Ayres: Border closure taught lessons to U.S., Canada

Director of Saint Michael's Center for Global Engagement contributes to virtual webinar, "Reunited States: Onward and Upward," after earlier role with Border Barometer project

February 9, 2022
Ayres headshot

Jeffrey Ayres

A Saint Michael’s faculty expert on U.S.-Canada relations is an influential voice in ongoing conversations among American and Canadian scholars, business leaders and government officials concerning key lessons from the extended closure of the U.S. Canada border last year during the COVID-19 pandemic.

The border has reopened to “non-essential traffic” on both sides in recent months, said Jeffrey Ayres, professor of political science and international relations and director of the Saint Michael’s Center for Global Engagement, who contributed to a January 28 webinar titled “Reunited States: Onward and Upward.”

This virtual event, sponsored by the New England Canada Business Council as well as the Consulate General of Canada in Boston and the Government of Quebec, was a follow-up to the Border Barometer project to which Ayres was a major contributor last year, writing a section on the border shared by Quebec, Vermont and northeastern New York.logo

“The idea for this recent webinar was that the start of the new year is a good time to revisit the impact of the border closure, and to reflect on how things have changed now that the border is open,” Ayres said. “The thrust of it was to address questions such as: how did the border closure reshape border communities in New England and Eastern Canada? What are the economic and social prospects for the respective communities now that the border has reopened? What are the continental implications and lessons learned from this region and all across the U.S.-Canada border?

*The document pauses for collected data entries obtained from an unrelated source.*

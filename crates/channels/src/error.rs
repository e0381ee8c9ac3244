use std::time::Duration;

/// Errors surfaced by a [`crate::ChatPlatform`] implementation.
#[derive(Debug, thiserror::Error)]
pub enum PlatformError {
    /// The target (message, channel, guild) no longer exists.
    #[error("not found: {0}")]
    NotFound(String),

    #[error("forbidden: {0}")]
    Forbidden(String),

    #[error("rate limited")]
    RateLimited { retry_after: Option<Duration> },

    /// Network or protocol failure talking to the platform.
    #[error("transport error: {0}")]
    Transport(String),

    /// The platform answered with a server-side error.
    #[error("platform unavailable: {0}")]
    Unavailable(String),

    #[error("{0}")]
    Other(String),
}

impl PlatformError {
    /// Whether retrying the same call later may succeed.
    pub fn is_transient(&self) -> bool {
        matches!(
            self,
            Self::RateLimited { .. } | Self::Transport(_) | Self::Unavailable(_)
        )
    }

    pub fn retry_after(&self) -> Option<Duration> {
        match self {
            Self::RateLimited { retry_after } => *retry_after,
            _ => None,
        }
    }
}
/// Replace `${ENV_VAR}` placeholders in raw config text.
///
/// `${ENV_VAR:-fallback}` expands to `fallback` when the variable is unset.
/// Unresolvable placeholders without a fallback are left as-is.
pub fn substitute_env(input: &str) -> String {
    substitute_with(input, |name| std::env::var(name).ok())
}

fn substitute_with(input: &str, lookup: impl Fn(&str) -> Option<String>) -> String {
    let mut result = String::with_capacity(input.len());
    let mut rest = input;

    while let Some(start) = rest.find("${") {
        result.push_str(&rest[..start]);
        let after = &rest[start + 2..];

        let Some(end) = after.find('}') else {
            // Unterminated placeholder, keep the remainder verbatim.
            result.push_str(&rest[start..]);
            return result;
        };

        let body = &after[..end];
        let (name, fallback) = match body.split_once(":-") {
            Some((name, fallback)) => (name, Some(fallback)),
            None => (body, None),
        };

        match (name.is_empty(), lookup(name), fallback) {
            (false, Some(value), _) => result.push_str(&value),
            (false, None, Some(fallback)) => result.push_str(fallback),
            _ => {
                result.push_str("${");
                result.push_str(body);
                result.push('}');
            },
        }
        rest = &after[end + 1..];
    }

    result.push_str(rest);
    result
}

/// Whether `value` still contains an unexpanded `${...}` placeholder.
pub fn has_placeholder(value: &str) -> bool {
    value
        .find("${")
        .is_some_and(|start| value[start..].contains('}'))
}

Ayres said he heard near consensus among participants on several key points:

  • That “impacts were especially damaging on local communities along the border from the mom and pop cross-border business to families accustomed to crossing regularly.” Family connections and small businesses that depended on cross-border traffic were deemed “non-essential” in closure guidelines and ended up feeling much more dramatic impacts than official planners may have anticipated. “To divide communities this way dismissed the importance of family connections, as close families and friends were not able to see each other for months on end,” said Ayres, so this will be an issue of which to be more mindful in any possible future border-closing scenarios.
  • A considerable amount of bilateral collaboration and policy-making occurred following the abrupt border closure by the U.S. to all traffic following the September 11, 2001 terrorist attacks. “Both countries recognized the necessity of closing the border in March 2020 as the pandemic accelerated, but also that the essential traffic continuation was critical in being able to maintain commerce and cross-border supply chains – it was critical that essential traffic kept lowing,” and truck traffic returned relatively quickly to nearly pre-pandemic levels.
  • Some in the webinar argued that the closure this time was too heavy-handed and needed to be more sensitive to pronounced regional differences that exist along so vast a border, from Alaska and Yukon all the way to Maine and New Brunswick. “A major takeaway from this experience of shutting the border for so long is to think next time about mitigating risk rather than shutting down all non-essential travel,” Ayres said.
  • Many others argued that the two countries need to do a better job of collaborating since, even going back to March of 2020 when the pandemic took hold, “it was clear the entire time that there wasn’t a significant amount of bilateral coordination taking place,” even though the U.S. and Canada closed their borders on the same day.
  • Traffic remains down along either side of the border given the many questions raised among both populations by the omicron variant so it’s too early to take stock of the full impacts of the closure. “A lot remains unclear and there is a lot of hesitancy by people to cross the border so it will be quite some time to be back to pre-pandemic levels,” Ayres said.

Moderating the webinar discussion was Chris Sands, director of the Canada Center of the Woodrow Wilson Center, a policy think tank in Washington D.C. Other participants included business people from the New England Business Council, some government leaders and other scholars from the earlier Border Barometer study including Ayres.